Richard Eliezer menunjukkan sikap cemas tersebut pasca insiden berdarah di Duren Tiga tanggal 8 Juli 2022.
Dimana saat itu ia menghadapi situasi yang amat tertekan atas perintah atasannya Ferdy Sambo untuk menghabisi nyawa kerabatnya sendiri yakni Yosua.
Diantara saksi ahli yang dihadirkan di persidangan yakni Psikolog Klinik Dewasa Liza Marielly Djaprie, Psikolog Forensik Reza Indragiri Amriel, dan Ahli Filsafat Moral Romo Franz Magnis Suseno.
Romo Magnis menilai bahwa perintah Ferdy Sambo kepada Richard yang diminta untuk menghabisi Brigadir Yosua merupakan perintah yang sangat sulit ditolak.

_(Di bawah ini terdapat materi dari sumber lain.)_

use axum::{
    http::StatusCode,
    response::{IntoResponse, Response},
    Json,
};
use serde_json::json;
use thiserror::Error;

/// Errors surfaced by the proxy pipeline.
///
/// Each variant renders as a JSON body of the shape
/// `{"status": false, "message": ..., "error": ...}`.
#[derive(Error, Debug)]
pub enum ProxyError {
    #[error("Upstream unreachable: {0}")]
    Upstream(String),

    #[error("Invalid backend origin: {0}")]
    InvalidBackendOrigin(String),

    #[error("Bad request: {0}")]
    BadRequest(String),
}

impl ProxyError {
    /// Build an upstream error from a transport failure, keeping its cause chain.
    pub fn upstream(err: &(dyn std::error::Error + 'static)) -> Self {
        ProxyError::Upstream(error_chain(err))
    }

    pub fn status_code(&self) -> StatusCode {
        match self {
            ProxyError::Upstream(_) => StatusCode::BAD_GATEWAY,
            ProxyError::InvalidBackendOrigin(_) => StatusCode::INTERNAL_SERVER_ERROR,
            ProxyError::BadRequest(_) => StatusCode::BAD_REQUEST,
        }
    }

    /// Short human-readable summary used as the `message` field.
    pub fn message(&self) -> &'static str {
        match self {
            ProxyError::Upstream(_) => "Upstream unreachable",
            ProxyError::InvalidBackendOrigin(_) => "Invalid backend origin",
            ProxyError::BadRequest(_) => "Bad request",
        }
    }

    /// Failure detail used as the `error` field.
    pub fn detail(&self) -> &str {
        match self {
            ProxyError::Upstream(detail)
            | ProxyError::InvalidBackendOrigin(detail)
            | ProxyError::BadRequest(detail) => detail,
        }
    }
}

impl IntoResponse for ProxyError {
    fn into_response(self) -> Response {
        let status = self.status_code();

        // Json sets `content-type: application/json`
        let body = Json(json!({
            "status": false,
            "message": self.message(),
            "error": self.detail(),
        }));

        (status, body).into_response()
    }
}

/// Join an error and its `source()` chain with `": "`.
pub fn error_chain(err: &(dyn std::error::Error + 'static)) -> String {
    let mut detail = err.to_string();
    let mut source = err.source();
    while let Some(cause) = source {
        let cause_text = cause.to_string();
        if !detail.contains(&cause_text) {
            detail.push_str(": ");
            detail.push_str(&cause_text);
        }
        source = cause.source();
    }
    detail
}

pub type Result<T> = std::result::Result<T, ProxyError>;
use url::Url;

use crate::config::CorsConfig;

const LOCALHOST: &str = "localhost";

/// Decides which request origins get their own value reflected back.
///
/// Only hostname and port take part in the decision; the scheme is ignored.
#[derive(Debug, Clone)]
pub struct OriginAllowlist {
    /// Lowercase, always starting with `.`
    trusted_suffixes: Vec<String>,
    localhost_ports: Vec<u16>,
}

impl OriginAllowlist {
    pub fn new<I, S>(trusted_suffixes: I, localhost_ports: Vec<u16>) -> Self
    where
        I: IntoIterator<Item = S>,
        S: AsRef<str>,
    {
        let trusted_suffixes = trusted_suffixes
            .into_iter()
            .map(|suffix| normalize_suffix(suffix.as_ref()))
            .filter(|suffix| suffix.len() > 1)
            .collect();

        Self {
            trusted_suffixes,
            localhost_ports,
        }
    }

    pub fn from_config(config: &CorsConfig) -> Self {
        Self::new(&config.trusted_suffixes, config.localhost_ports.clone())
    }

    /// Whether `origin` (the raw `Origin` header value) is trusted.
    ///
    /// Absent, empty and unparseable values are never trusted.
    pub fn is_allowed(&self, origin: Option<&str>) -> bool {
        let origin = match origin.map(str::trim) {
            Some(origin) if !origin.is_empty() => origin,
            _ => return false,
        };

        let url = match Url::parse(origin) {
            Ok(url) => url,
            Err(_) => return false,
        };

        let host = match url.host_str() {
            Some(host) => host.to_ascii_lowercase(),
            None => return false,
        };

        if self
            .trusted_suffixes
            .iter()
            .any(|suffix| host.ends_with(suffix.as_str()))
        {
            return true;
        }

        host == LOCALHOST
            && url
                .port()
                .is_some_and(|port| self.localhost_ports.contains(&port))
    }
}

fn normalize_suffix(suffix: &str) -> String {
    let suffix = suffix.trim().to_ascii_lowercase();
    if suffix.starts_with('.') {
        suffix
    } else {
        format!(".{}", suffix)
    }
}
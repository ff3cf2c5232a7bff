use tracing_subscriber::{layer::SubscriberExt, util::SubscriberInitExt, EnvFilter};

use crate::config::{LogFormat, LoggingConfig};

/// Install the global tracing subscriber.
///
/// `RUST_LOG` wins over the configured level.
pub fn init_tracing(config: &LoggingConfig) {
    let filter = EnvFilter::try_from_default_env().unwrap_or_else(|_| config.level.as_str().into());
    let registry = tracing_subscriber::registry().with(filter);

    match config.format {
        LogFormat::Json => registry
            .with(tracing_subscriber::fmt::layer().json().with_current_span(true))
            .init(),
        LogFormat::Pretty => registry.with(tracing_subscriber::fmt::layer()).init(),
    }
}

Menurutnya hal ini berkaitan dengan teori relasi kuasa, dari jenjang pangkat Bharada E dengan Ferdy Sambo memiliki sekat tingkatan yang sangat jauh.
Itulah mengapa Bharada E tidak bisa menolak perintah Ferdy Sambo meskipun perintah untuk menghabisi sahabatnya Brigadir Yosua.
Selain itu, dalam lingkungan Kepolisian sudah menjadi tradisi bahwa perintah atasan menjadi wajib untuk dilaksanakan.
"Itu tipe perintah yang amat sulit secara psikologis dilawan. Karena siapa dia? Mungkin dia orang kecil, jauh dibawah yang memberi perintah sudah biasa laksanakan," jelas Romo Magnis.
Baca Juga: Terpopuler! Momen Chuck Putranto Tahan Tangis Ungkap Kekecewaannya pada Ferdy Sambo: Bapak Tega..
Sehingga, Bharada E tetap menuruti perintah atasannya untuk menembak Brigadir Yosua meskipun dalam hati kecilnya menolak.
Meskipun dalam etika tindakan Bharada E dinilai wajar karena menuruti perintah atasan, namun hal tersebut tetap menjadi suatu kesalahan.
Sehingga pasca menembak Yosua, Richard Eliezer menunjukkan sikap begitu cemas bahkan terlihat ketika pertama kali bertemu dengan Liza Marielly Djaprie, ahli psikolog klinis
Menurut Liza, saat pertama kali ia menemui Richard pada 15 Agustus 2022 untuk diperiksa, ajudan Ferdy Sambo tersebut menunjukkan tanda-tanda sangat cemas.
Bahkan, Richard juga mencoba menghindari kontak mata dengan Liza pada saat diperiksa pertama kali itu.
"Saat pertama kali bertemu itu memang kondisinya masih sangat cemas. Dia banyak sekali mainin tangan, kemudian menjaga tidak ada kontak mata, setelah itu suaranya volumenya pelan sekali," ungkap Liza.
Namun seiring berjalannya waktu pasca Lembaga Perlindungan Saksi dan Korban (LPSK) mendampingi Richard sebagai justice collaborator, ia menjadi lebih tenang dan berani menyampaikan keterangan di persidangan.
"Setelah Richard didampingi oleh LPSK, itu dia kondisi jauh lebih tenang, kemudian lebih bisa kontak mata, lebih santai, lebih bisa tektokannya tuh lebih enak," jelas Liza.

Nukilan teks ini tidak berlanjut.